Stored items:

----------------

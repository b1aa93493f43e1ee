//! Worker generations and their install/activate transitions.
//!
//! ```text
//! Registration
//!     ├── installing (WorkerGeneration)
//!     ├── waiting    (WorkerGeneration)
//!     └── active     (WorkerGeneration)
//! ```
//!
//! The controller only tracks state and publishes events. Precaching and
//! stale-cache cleanup are driven by the worker around these transitions.

use std::sync::atomic::{AtomicU64, Ordering};
use std::time::Instant;

use serde::{Deserialize, Serialize};
use tokio::sync::mpsc;
use tracing::{debug, info, warn};

/// Unique identifier for a worker generation.
#[derive(Debug, Clone, Copy, PartialEq, Eq, Hash)]
pub struct GenerationId(u64);

impl GenerationId {
    fn new() -> Self {
        static COUNTER: AtomicU64 = AtomicU64::new(1);
        Self(COUNTER.fetch_add(1, Ordering::Relaxed))
    }
}

/// Worker generation state.
#[derive(Debug, Clone, Copy, PartialEq, Eq, Default, Serialize, Deserialize)]
#[serde(rename_all = "snake_case")]
pub enum WorkerState {
    /// Known but not yet installing.
    #[default]
    Parsed,
    /// Precaching.
    Installing,
    /// Installed and waiting for activation.
    Installed,
    /// Evicting stale caches.
    Activating,
    /// Active and controlling pages.
    Activated,
    /// Failed to install or replaced by a newer generation.
    Redundant,
}

/// One installed version of the worker.
#[derive(Debug, Clone)]
pub struct WorkerGeneration {
    pub id: GenerationId,
    pub version: String,
    pub state: WorkerState,
    /// Why the install failed, if it did.
    pub error: Option<String>,
    pub state_changed_at: Instant,
}

impl WorkerGeneration {
    pub fn new(version: impl Into<String>) -> Self {
        Self {
            id: GenerationId::new(),
            version: version.into(),
            state: WorkerState::Parsed,
            error: None,
            state_changed_at: Instant::now(),
        }
    }

    pub fn set_state(&mut self, state: WorkerState) {
        debug!(version = %self.version, from = ?self.state, to = ?state, "Generation state change");
        self.state = state;
        self.state_changed_at = Instant::now();
    }

    pub fn is_active(&self) -> bool {
        self.state == WorkerState::Activated
    }

    pub fn is_redundant(&self) -> bool {
        self.state == WorkerState::Redundant
    }
}

/// Events published to the host page.
#[derive(Debug, Clone, PartialEq, Eq, Serialize)]
#[serde(tag = "event", rename_all = "snake_case")]
pub enum LifecycleEvent {
    Installing { version: String },
    Waiting { version: String },
    Active { version: String },
    ControllerChange { version: String },
    Redundant { version: String },
}

/// Result of a finished activation.
#[derive(Debug, Clone, PartialEq, Eq, Serialize)]
pub struct ActivationReport {
    pub version: String,
    pub deleted_caches: Vec<String>,
}

/// What to do once a generation finished precaching.
#[derive(Debug, Clone, Copy, PartialEq, Eq)]
pub enum InstallProgress {
    /// Nothing is active yet; activate right away.
    ActivateNow,
    /// A predecessor is active; wait for skip-waiting or a page-load cycle.
    Wait,
    /// A newer install replaced this one while it was precaching.
    Superseded,
}

/// Host-side guard reloading the page once per controller change.
#[derive(Debug, Default)]
pub struct ReloadGuard {
    fired: bool,
}

impl ReloadGuard {
    pub fn new() -> Self {
        Self::default()
    }

    /// Returns `true` for the first controller change of a page session.
    pub fn observe_controller_change(&mut self) -> bool {
        if self.fired {
            debug!("Reload already triggered for this page");
            return false;
        }
        self.fired = true;
        true
    }

    /// A fresh page load re-arms the guard.
    pub fn page_loaded(&mut self) {
        self.fired = false;
    }

    pub fn has_fired(&self) -> bool {
        self.fired
    }
}

/// The generation slots of a registration.
#[derive(Debug, Default)]
pub struct Registration {
    pub installing: Option<WorkerGeneration>,
    pub waiting: Option<WorkerGeneration>,
    pub active: Option<WorkerGeneration>,
}

/// Drives generations through their states and publishes the transitions.
pub struct LifecycleController {
    registration: Registration,
    reload_guard: ReloadGuard,
    open_pages: usize,
    event_tx: mpsc::UnboundedSender<LifecycleEvent>,
}

impl LifecycleController {
    pub fn new() -> (Self, mpsc::UnboundedReceiver<LifecycleEvent>) {
        let (event_tx, event_rx) = mpsc::unbounded_channel();
        (
            Self {
                registration: Registration::default(),
                reload_guard: ReloadGuard::new(),
                open_pages: 0,
                event_tx,
            },
            event_rx,
        )
    }

    fn emit(&self, event: LifecycleEvent) {
        if self.event_tx.send(event).is_err() {
            debug!("No listener for lifecycle events");
        }
    }

    fn retire(&self, generation: &mut WorkerGeneration) {
        generation.set_state(WorkerState::Redundant);
        self.emit(LifecycleEvent::Redundant {
            version: generation.version.clone(),
        });
    }

    pub fn registration(&self) -> &Registration {
        &self.registration
    }

    pub fn active_version(&self) -> Option<&str> {
        self.registration.active.as_ref().map(|g| g.version.as_str())
    }

    pub fn waiting_version(&self) -> Option<&str> {
        self.registration.waiting.as_ref().map(|g| g.version.as_str())
    }

    pub fn installing_version(&self) -> Option<&str> {
        self.registration
            .installing
            .as_ref()
            .map(|g| g.version.as_str())
    }

    /// Start installing `version`. An install already in flight is retired.
    pub fn begin_install(&mut self, version: &str) -> GenerationId {
        let mut generation = WorkerGeneration::new(version);
        generation.set_state(WorkerState::Installing);
        let id = generation.id;

        if let Some(mut previous) = self.registration.installing.replace(generation) {
            warn!(version = %previous.version, "Install superseded");
            self.retire(&mut previous);
        }

        info!(version, "Installing");
        self.emit(LifecycleEvent::Installing {
            version: version.to_string(),
        });
        id
    }

    /// Precache for `id` failed; the generation becomes redundant and the
    /// active one stays in charge.
    pub fn install_failed(&mut self, id: GenerationId, reason: &str) {
        let Some(installing) = self.registration.installing.as_ref() else {
            return;
        };
        if installing.id != id {
            return;
        }
        if let Some(mut generation) = self.registration.installing.take() {
            warn!(version = %generation.version, reason, "Install failed");
            generation.error = Some(reason.to_string());
            self.retire(&mut generation);
        }
    }

    /// Precache for `id` succeeded; move it to the waiting slot.
    pub fn install_complete(&mut self, id: GenerationId) -> InstallProgress {
        let is_current = self
            .registration
            .installing
            .as_ref()
            .is_some_and(|g| g.id == id);
        if !is_current {
            return InstallProgress::Superseded;
        }
        let Some(generation) = self.registration.installing.take() else {
            return InstallProgress::Superseded;
        };

        self.park_installed(generation)
    }

    /// Register a generation precached by an earlier process, as if its
    /// install had just completed.
    pub fn adopt_installed(&mut self, version: &str) -> InstallProgress {
        self.park_installed(WorkerGeneration::new(version))
    }

    fn park_installed(&mut self, mut generation: WorkerGeneration) -> InstallProgress {
        generation.set_state(WorkerState::Installed);
        let version = generation.version.clone();
        if let Some(mut older) = self.registration.waiting.replace(generation) {
            self.retire(&mut older);
        }

        if self.registration.active.is_none() {
            InstallProgress::ActivateNow
        } else {
            info!(version = %version, "Installed, waiting for activation");
            self.emit(LifecycleEvent::Waiting { version });
            InstallProgress::Wait
        }
    }

    /// Put back the generation an earlier process left active. Pages it
    /// controls are already controlled, so no events are published.
    pub fn restore_active(&mut self, version: &str) {
        let mut generation = WorkerGeneration::new(version);
        generation.set_state(WorkerState::Activated);
        info!(version, "Restored active generation");
        self.registration.active = Some(generation);
    }

    /// Move the waiting generation to `Activating`. Returns its version, or
    /// `None` if nothing is waiting.
    pub fn begin_activation(&mut self) -> Option<String> {
        let generation = self.registration.waiting.as_mut()?;
        generation.set_state(WorkerState::Activating);
        Some(generation.version.clone())
    }

    /// Finish activating: the old active generation is retired, the new one
    /// claims every open page and a single controller change is published.
    pub fn finish_activation(&mut self) {
        let Some(mut generation) = self.registration.waiting.take() else {
            return;
        };
        if let Some(mut old) = self.registration.active.take() {
            self.retire(&mut old);
        }

        generation.set_state(WorkerState::Activated);
        let version = generation.version.clone();
        self.registration.active = Some(generation);

        info!(version = %version, open_pages = self.open_pages, "Activated");
        self.emit(LifecycleEvent::Active {
            version: version.clone(),
        });
        self.emit(LifecycleEvent::ControllerChange { version });
    }

    /// A page finished loading. Returns `true` when a waiting generation
    /// may now activate because no older page is still open.
    pub fn page_load_cycle(&mut self) -> bool {
        self.reload_guard.page_loaded();
        let ready = self.open_pages == 0 && self.registration.waiting.is_some();
        self.open_pages += 1;
        ready
    }

    /// A controlled page was closed.
    pub fn page_closed(&mut self) {
        self.open_pages = self.open_pages.saturating_sub(1);
    }

    pub fn open_pages(&self) -> usize {
        self.open_pages
    }

    pub fn reload_guard(&mut self) -> &mut ReloadGuard {
        &mut self.reload_guard
    }
}
//! # Waypoint Store
//!
//! Persistence for the Waypoint offline layer, on SQLite.
//!
//! ## Features
//!
//! - **DurableStore**: `submissionsQueue` and `progressQueue` (append-only,
//!   FIFO by generated key) and `lessonCache` (upsert by natural id)
//! - **CacheStorage**: named response caches keyed by method + URL
//! - **Schema versioning**: each database records its applied version and
//!   refuses to open a newer one
//!
//! Every failure surfaces as `OfflineError::StorageUnavailable`; callers are
//! expected to log and carry on without durability.

pub mod caches;
pub mod durable;
pub mod schema;

pub use caches::{request_key, Cache, CacheEntry, CacheStorage};
pub use durable::{DurableStore, StoreKey, StoreName, StoreRecord};
pub use schema::StoreLocation;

----------------

## Description of the task
Show all lines in the records above that hold "published".

## Solution for this problem
/// Events published to the host page.
    /// controls are already controlled, so no events are published.
    /// claims every open page and a single controller change is published.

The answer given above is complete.